• le manège

    Ce n’était qu’un simple jouet en bois, avec une musique à l’intérieur, un manège des années cinquante qui endormait les yeux naïfs des enfants. Ce n’était qu’un petit tambour rouge cerclé de bleu qui entraînait dans sa ronde mécanique des personnages sympathiques : un garçonnet habillé en marin, un garde anglais et son énorme bonnet de poil, une fillette aux tresses volantes et un minuscule train aux wagons en forme de cube. Au centre du tambour, un mât sucre d’orge se dressait fièrement ; sous le chapiteau rouge qui le coiffait, cinq bras soutenaient dans le vide des avions colorés et leurs oursons pilotes, suspendus à de fragiles ficelles. Et quand les parents remontaient la grosse clef de métal cachée sous le jouet, le manège égrenait sa mélodie et les jeunes esprits grimpaient dans les avions, pour une destination inconnue des adultes. Les couettes se transformaient alors en blancs nuages et le pays des rêves ouvrait ses frontières aux pyjamas bleus ou roses. Ce n’était qu’un jouet en bois peint, un cylindre de métal aux aspérités ordonnées qui sans cesse se heurtait aux lames musicales, un ressort qui prenait des forces à chaque tour de clef.
    Ce n’était qu’un petit rien sans valeur comme il en traîne souvent dans les chambres d’enfants. Certes, mais c’était ma chambre, mon premier jouet, du moins le premier resté gravé dans ma mémoire naissante. Ma première peine aussi, issue d’une injuste confrontation entre la rude réalité et l’idéal enfantin ; car, quand il disparut de mon univers, ma vie bascula, le monde devint incompréhensible, les autres enfants méchants et certainement tous voleurs. Et mes parents menteurs. Non ! Oursons et avions n’avaient pas pris leur envol pour un pays lointain, le petit train n’avait pas emporté les cubes dans un long tunnel sous la mer, le garde n’était pas rentré à Londres pour présenter le marin et les couettes volantes à la reine. On me cachait la vérité, quelqu’un me voulait du mal, un kidnappeur de manège peut-être. C’est ainsi qu’un caractère se forge, c’est ainsi qu’on devient négociant, commerçant ou diplomate, toutes ses professions où la méfiance est de mise ; c’est ainsi que l’on découvre l’égoïsme adulte, le temps des mensonges.
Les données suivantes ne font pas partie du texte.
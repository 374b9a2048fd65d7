use serde_json::{Map, Value, json};

use business::domain::product::model::Product;
use business::domain::product::value_objects::{Barcode, ExportFilter, UpsertPolicy};

use crate::db::CypherStatement;

/// Point lookup of a product with its related attribute entities.
pub fn find_by_barcode(barcode: &Barcode) -> CypherStatement {
    let statement = r#"MATCH (p:Product {barcode: $barcode})
OPTIONAL MATCH (p)-[:BELONGS_TO]->(b:Brand)
OPTIONAL MATCH (p)-[:CLASSIFIED_AS]->(c:Category)
OPTIONAL MATCH (p)-[:MANUFACTURED_BY]->(m:Manufacturer)
OPTIONAL MATCH (p)-[:HAS_IMAGE]->(i:Image)
RETURN p.barcode AS barcode, p.title AS title, c.name AS category,
       m.name AS manufacturer, b.name AS brand, i.url AS image,
       p.mpn AS mpn, p.model AS model, p.asin AS asin,
       p.ingredients AS ingredients, p.nutrition_facts AS nutrition_facts,
       p.description AS description"#;

    CypherStatement::new(statement, json!({ "barcode": barcode.as_str() }))
}

/// Idempotent upsert of a product and its attribute entities. The statement
/// is assembled from the attributes actually present, so absent values never
/// create empty-keyed entities. Scalar properties follow the policy: set only
/// on node creation, or re-set on every call.
pub fn upsert(product: &Product, policy: UpsertPolicy) -> CypherStatement {
    let mut parameters = Map::new();
    parameters.insert("barcode".to_string(), json!(product.barcode.as_str()));

    let scalars = [
        ("title", &product.title),
        ("mpn", &product.mpn),
        ("model", &product.model),
        ("asin", &product.asin),
        ("ingredients", &product.ingredients),
        ("nutrition_facts", &product.nutrition_facts),
        ("description", &product.description),
    ];

    let mut assignments = Vec::new();
    for (name, value) in scalars {
        if let Some(value) = value {
            assignments.push(format!("p.{} = ${}", name, name));
            parameters.insert(name.to_string(), json!(value));
        }
    }

    let mut statement = String::from("MERGE (p:Product {barcode: $barcode})");
    if !assignments.is_empty() {
        let keyword = match policy {
            UpsertPolicy::CreateOnce => "ON CREATE SET",
            UpsertPolicy::Overwrite => "SET",
        };
        statement.push_str(&format!("\n{} {}", keyword, assignments.join(", ")));
    }

    if let Some(brand) = &product.brand {
        statement.push_str("\nMERGE (b:Brand {name: $brand})");
        statement.push_str("\nMERGE (p)-[:BELONGS_TO]->(b)");
        parameters.insert("brand".to_string(), json!(brand));
    }
    if let Some(category) = &product.category {
        statement.push_str("\nMERGE (c:Category {name: $category})");
        statement.push_str("\nMERGE (p)-[:CLASSIFIED_AS]->(c)");
        parameters.insert("category".to_string(), json!(category));
    }
    if let Some(manufacturer) = &product.manufacturer {
        statement.push_str("\nMERGE (m:Manufacturer {name: $manufacturer})");
        statement.push_str("\nMERGE (p)-[:MANUFACTURED_BY]->(m)");
        parameters.insert("manufacturer".to_string(), json!(manufacturer));
    }
    if let Some(image) = &product.image {
        statement.push_str("\nMERGE (i:Image {url: $image})");
        statement.push_str("\nMERGE (p)-[:HAS_IMAGE]->(i)");
        parameters.insert("image".to_string(), json!(image));
    }

    CypherStatement::new(statement, Value::Object(parameters))
}

/// Full-catalog scan flattened to export rows, ordered by barcode so export
/// files are deterministic.
pub fn export_all(filter: ExportFilter) -> CypherStatement {
    let statement = match filter {
        ExportFilter::All => {
            r#"MATCH (p:Product)
OPTIONAL MATCH (p)-[:CLASSIFIED_AS]->(c:Category)
OPTIONAL MATCH (p)-[:MANUFACTURED_BY]->(m:Manufacturer)
OPTIONAL MATCH (p)-[:BELONGS_TO]->(b:Brand)
OPTIONAL MATCH (p)-[:HAS_IMAGE]->(i:Image)
RETURN p.title AS title, c.name AS category, m.name AS manufacturer, b.name AS brand, i.url AS image
ORDER BY p.barcode"#
        }
        ExportFilter::CompleteOnly => {
            r#"MATCH (p:Product)-[:CLASSIFIED_AS]->(c:Category), (p)-[:MANUFACTURED_BY]->(m:Manufacturer), (p)-[:BELONGS_TO]->(b:Brand)
OPTIONAL MATCH (p)-[:HAS_IMAGE]->(i:Image)
RETURN p.title AS title, c.name AS category, m.name AS manufacturer, b.name AS brand, i.url AS image
ORDER BY p.barcode"#
        }
    };

    CypherStatement::new(statement, json!({}))
}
    Je l’ai appris bien plus tard par une vieille tante bavarde, le manège n’avait pas résisté à la chute qu’un plumeau maniaque lui occasionna et malgré les tentatives héroïques d’un père plus intellectuel que bricoleur, n’avait jamais retrouvé une apparence digne de ma considération. Le conseil de famille avait donc décidé sa disparition définitive, un gros chagrin vite oublié valant mieux qu’une peine éternelle. Naïfs parents, le temps de leur jeunesse était loin, cassé ou pas un jouet fétiche est toujours irremplaçable. Et mon chagrin fut bien plus gros que leur manque de jugement.
    Quarante années se sont écoulées et de nombreux tours de clef ont entraîné ma vie. Le ressort de mon énergie est tendu à son maximum mais, dans mes rêves, je voyage toujours dans les mêmes avions pilotés par des nounours facétieux. Cette histoire est banale me direz-vous, chacun d’entre vous possède une anecdote de ce genre, réelle ou inventée et remodelée par les ans qui passent ; tout le monde se raccroche aux images de son enfance, celle du temps de l’innocence, de la liberté, de l’insouciance. Pourtant, combien d’entre vous ont, à la croisée d’une allée de brocanteurs, retrouvé en chair et en os l’objet de leur première émotion, combien d’entre vous ont pleuré devant un vieux bonhomme de pucier qui se demandait quel prix il pouvait tirer de ce simple jouet de bois, de ce manège au mécanisme cassé, de ce tambour aux couleurs délavées, aux personnages manquants, aux trois avions rescapés d’une guerre inconnue, au garde revenu de Londres sans le marin, aux cubes disparus dans le fond d’un tunnel sous la mer.
    Combien ! Je ne vous dirai pas le prix que je l’ai payé, ce serait une injure à mon enfance, mais aussi peu bricoleur que je sois - rappelez-vous le père - je jure que mon jouet sera réparé et beau comme un tambour quand naîtra mon petit-fils.